Opportunity to respond


[48] I am not satisfied on the facts and the gaps in information, that Mr Main had sufficient opportunity and time to respond to the initial proposal even though he chose not to do so. I do observe that the proposal letter of 26 February did not directly alert Mr Main to his right to seek representation for the next meeting. It obtusely referred to all employees being consulted and “will receive the right to have representation and a full opportunity to provide their comments on the proposal” which suggested a more prolonged process. I could also level criticism at Mr Knowles failure to set up an ‘in person’ meeting during the consultation phase as being insensitive, but Mr Main did not raise this and he did not engage on the proposal.

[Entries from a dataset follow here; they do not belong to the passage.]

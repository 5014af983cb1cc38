//! `TileRequestManager`: priority scheduler over active
//! `TileRequestCollection`s, keeping up to `n_threads` prefetch workers busy.
//!
//! Grounded on the teacher's budget-and-slot accounting style (a guarded
//! count of in-flight work compared against a configured ceiling before
//! admitting more), generalised here to a priority queue of collections
//! instead of a flat request queue.

use std::collections::HashSet;
use std::sync::{Arc, Weak};

use parking_lot::Mutex;

use crate::collection::TileRequestCollection;
use crate::region::RegionRequest;
use crate::server::{ClipShape, ImageServer, TileGeometry, TileListener};
use crate::store::ImageRegionStore;

struct ManagerState<T: Send + Sync + 'static> {
    collections: Vec<TileRequestCollection<T>>,
    busy_threads: usize,
    requested: HashSet<RegionRequest>,
}

/// Orders collections by `zSeparation` ascending, then `timestamp`
/// ascending: closer-to-focal-plane first, older registrations first within
/// the same Z band. Index 0 is always the highest-priority collection.
fn sort_by_priority<T: Send + Sync + 'static>(collections: &mut [TileRequestCollection<T>]) {
    collections.sort_by(|a, b| {
        a.z_separation()
            .cmp(&b.z_separation())
            .then_with(|| a.timestamp().cmp(&b.timestamp()))
    });
}

pub struct TileRequestManager<T: Clone + Send + Sync + 'static> {
    state: Mutex<ManagerState<T>>,
    n_threads: usize,
    max_z_separation: u32,
    geometry: Arc<dyn TileGeometry<T>>,
    store: Weak<ImageRegionStore<T>>,
}

impl<T: Clone + Send + Sync + 'static> TileRequestManager<T> {
    pub fn new(
        n_threads: usize,
        max_z_separation: u32,
        geometry: Arc<dyn TileGeometry<T>>,
        store: Weak<ImageRegionStore<T>>,
    ) -> Self {
        Self {
            state: Mutex::new(ManagerState {
                collections: Vec::new(),
                busy_threads: 0,
                requested: HashSet::new(),
            }),
            n_threads,
            max_z_separation,
            geometry,
            store,
        }
    }

    pub fn busy_threads(&self) -> usize {
        self.state.lock().busy_threads
    }

    pub fn n_collections(&self) -> usize {
        self.state.lock().collections.len()
    }

    /// Register (or replace) a listener's visible-area prefetch request.
    /// A bit-identical registration (same listener, clip, z, t) is a no-op.
    pub fn register_request(
        &self,
        listener: Arc<dyn TileListener<T>>,
        server: Arc<dyn ImageServer<T>>,
        clip: ClipShape,
        downsample: f64,
        z: i32,
        t: u32,
    ) {
        {
            let mut state = self.state.lock();
            if state
                .collections
                .iter()
                .any(|c| c.is_identical_registration(&listener, clip, z, t))
            {
                return;
            }
            state.collections.retain(|c| !c.is_from_listener(&listener));
            let collection = TileRequestCollection::new(
                listener,
                server,
                self.geometry.clone(),
                clip,
                downsample,
                z,
                t,
                self.max_z_separation,
            );
            state.collections.push(collection);
            sort_by_priority(&mut state.collections);
        }
        self.assign_tasks();
    }

    /// Drop every collection belonging to `listener` (used when a listener
    /// is removed from the store).
    pub fn remove_listener(&self, listener: &Arc<dyn TileListener<T>>) {
        let mut state = self.state.lock();
        state.collections.retain(|c| !c.is_from_listener(listener));
    }

    /// Fill idle slots up to `n_threads`, preferring the highest-priority
    /// collection each time. A request already cached or already in flight
    /// is skipped without charging a slot (someone else's work, or none
    /// needed). Re-sorts once at the end since a collection's `zSeparation`
    /// may have grown during enumeration.
    pub fn assign_tasks(&self) {
        let Some(store) = self.store.upgrade() else {
            return;
        };

        let mut state = self.state.lock();
        loop {
            if state.busy_threads >= self.n_threads {
                break;
            }

            sort_by_priority(&mut state.collections);
            while matches!(state.collections.first(), Some(c) if c.is_exhausted()) {
                state.collections.remove(0);
            }

            let Some(collection) = state.collections.first_mut() else {
                break;
            };

            let Some(request) = collection.next_request() else {
                state.collections.remove(0);
                continue;
            };

            if store.cache_contains(&request) || store.waiting_contains(&request) {
                continue;
            }

            let server = collection.server().clone();
            state.requested.insert(request.clone());
            state.busy_threads += 1;

            let created = store.request_image_tile(&server, &request).map(|(_, created)| created).unwrap_or(false);
            if !created {
                state.busy_threads -= 1;
                state.requested.remove(&request);
            }
        }

        sort_by_priority(&mut state.collections);
    }

    /// Invoked by `ImageRegionStore::worker_complete` for every finished
    /// worker; only workers the manager itself dispatched affect the busy
    /// count (direct `getThumbnail`/cache-fill callers do not).
    pub fn task_completed(&self, request: &RegionRequest) {
        let was_ours = {
            let mut state = self.state.lock();
            let was_ours = state.requested.remove(request);
            if was_ours {
                state.busy_threads = state.busy_threads.saturating_sub(1);
            }
            was_ours
        };
        if was_ours {
            self.assign_tasks();
        }
    }
}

Mr Main’s good faith obligations


[49] Good faith ‘runs both ways’ and is expressed in s 4 of the Act as a reciprocal duty that parties be active and constructive in maintaining the employment relationship and neither

party should engage in conduct that is likely to mislead or deceive. 7 On the latter issue, I note the Employment Court in B v Virgin Australia (NZ) Employment and Crewing Ltd, has held albeit in the context of disclosing details of a police investigation, that good faith obligations are couched in “mandatory, not discretionary” terms where the disclosure of relevant information in a disciplinary context is at stake. 8 In Alatipi v Chief Executive of the Department of Corrections Judge Ford opined that the duty to be responsive and communicative included an obligation to answer questions advanced in disciplinary proceedings. 9

[50] The question here is in the context of a redundancy process that was likely to end the employment relationship and it raises an issue of whether Mr Main’s non-engagement during the consultation phase breached an obligation to communicate his concerns.
[51] In answering the above, I note that a redundancy situation is a ‘no fault’ situation and arguably distinct from the contextual examples given above. It was evident that Mr Main did not give Flint CPS the opportunity to address his concerns about pre-determination during the process as he did not identify them. However, I conclude that Mr Main would have been in a vulnerable state of mind and in the circumstances his inaction was understandable and not a breach of good faith.

Pre-determination and lack of bias


[52] Mr Main essentially argued that the consultation exercise was a sham as the decision to make him redundant had already been pre-determined because it was communicated to others before the decision was finalised. In an employment context, the absence of pre- determination is a component of procedural fairness, similar to the unbiased consideration that should be given to an employee’s explanation when considering disciplinary action – an approach that “must be free from pre-determination and uninfluenced by irrelevant considerations”. 10 This principle and others pertaining to ‘procedural fairness’ are codified in s 103A(3) of the Act.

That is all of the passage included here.